Em outra publicação, o governante apontou que Santiago de Cuba é “a província mais atingida” pelo furacão e mencionou seus percursos por Guamá e El Cobre, duas das áreas mais afetadas.
"Os danos são consideráveis, mas a recuperação já começou, e com o apoio de todos, Santiago continuará sendo Santiago", escreveu.
As declarações do mandatário contrastam com os relatos dos cidadãos que descrevem uma realidade muito mais precária.
Em Santiago de Cuba, por exemplo, muitas ruas ainda permanecem inundadas de lixo e entulho, enquanto a população enfrenta um acesso agravado a alimentos e água potável.
Enquanto o regime promete uma rápida recuperação, os afetados continuam aguardando materiais de construção e assistência real para reconstruir o pouco que lhes resta.
No domingo passado, o regime revelou que a passagem do furacão Melissa pelo leste de Cuba deixou um panorama de devastação com 1.318 desabamentos totais de residências, de acordo com um relatório preliminar divulgado pelo ministério da Construção (MICONS).

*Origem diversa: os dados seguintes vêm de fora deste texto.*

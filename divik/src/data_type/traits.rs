use ndarray::{Array2, ArrayView2};

use crate::error::Result;

/// A fitted partition of one node's rows.
pub trait FittedClustering {
    /// Whether the order selection converged to an answer.
    fn fitted(&self) -> bool;
    fn n_clusters(&self) -> usize;
    /// One label per row of the data the model was fitted on.
    fn labels(&self) -> &[usize];
}

/// Clustering capability that picks its own number of clusters, bounded by
/// `max_clusters`.
///
/// Implementors are immutable configuration. `fit` must return a fresh model
/// and never touch `self`, so the same selector can serve every node of the
/// tree (and sibling branches running on different threads).
pub trait OrderSelector: Sync {
    type Model: FittedClustering + Send;

    fn max_clusters(&self) -> usize;

    fn fit(&self, data: ArrayView2<f64>) -> Result<Self::Model>;

    /// Reject invalid configuration before any data is touched.
    fn validate(&self) -> Result<()> {
        Ok(())
    }
}

/// Per-node feature filter.
///
/// Like [`OrderSelector`], the implementor is configuration only: every call
/// returns its own fitted state next to the transformed data.
pub trait FeatureSelector: Sync {
    type Fitted: Send;

    fn fit_transform(&self, data: ArrayView2<f64>) -> Result<(Self::Fitted, Array2<f64>)>;

    fn validate(&self) -> Result<()> {
        Ok(())
    }
}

O meteoro, que impactou a ilha com categoria 3 na escala Saffir-Simpson, atingiu durante a madrugada de quarta-feira com ventos de até 200 quilômetros por hora, intensas chuvas e marés ciclônicas que devastaram comunidades inteiras.
O diretor do Frente de Projetos do MICONS, Ricardo Guardia, informou na televisão estatal que, além dos desabamentos totais, foram registradas 16.464 habitações afetadas, das quais 1.142 apresentam danos parciais. Quanto aos telhados, 5.279 foram totalmente perdidos e outros 8.666 sofreram destruição parcial.
Um relatório posterior elevou o número de residências afetadas para 45.000 casos.
“De maneira preliminar ainda, contabilizam-se 45.282 afetamentos em habitações, a maioria nos telhados. Já iniciou a entrega de telhas”, indicou a conta oficial da Presidência de Cuba na rede social X.
Nesse sentido, a Organização das Nações Unidas anunciou esta quinta-feira um plano de ação que busca recaudar 74,2 milhões de dólares para atender a um milhão de pessoas afetadas pelo furacão Melissa no leste de Cuba.
As cifras preliminares –segundo a ONU– indicam mais de 60.000 residências danificadas ou destruídas, 461 unidades de saúde afetadas, 1.552 escolas com danos estruturais e 78.700 hectares de cultivos devastados.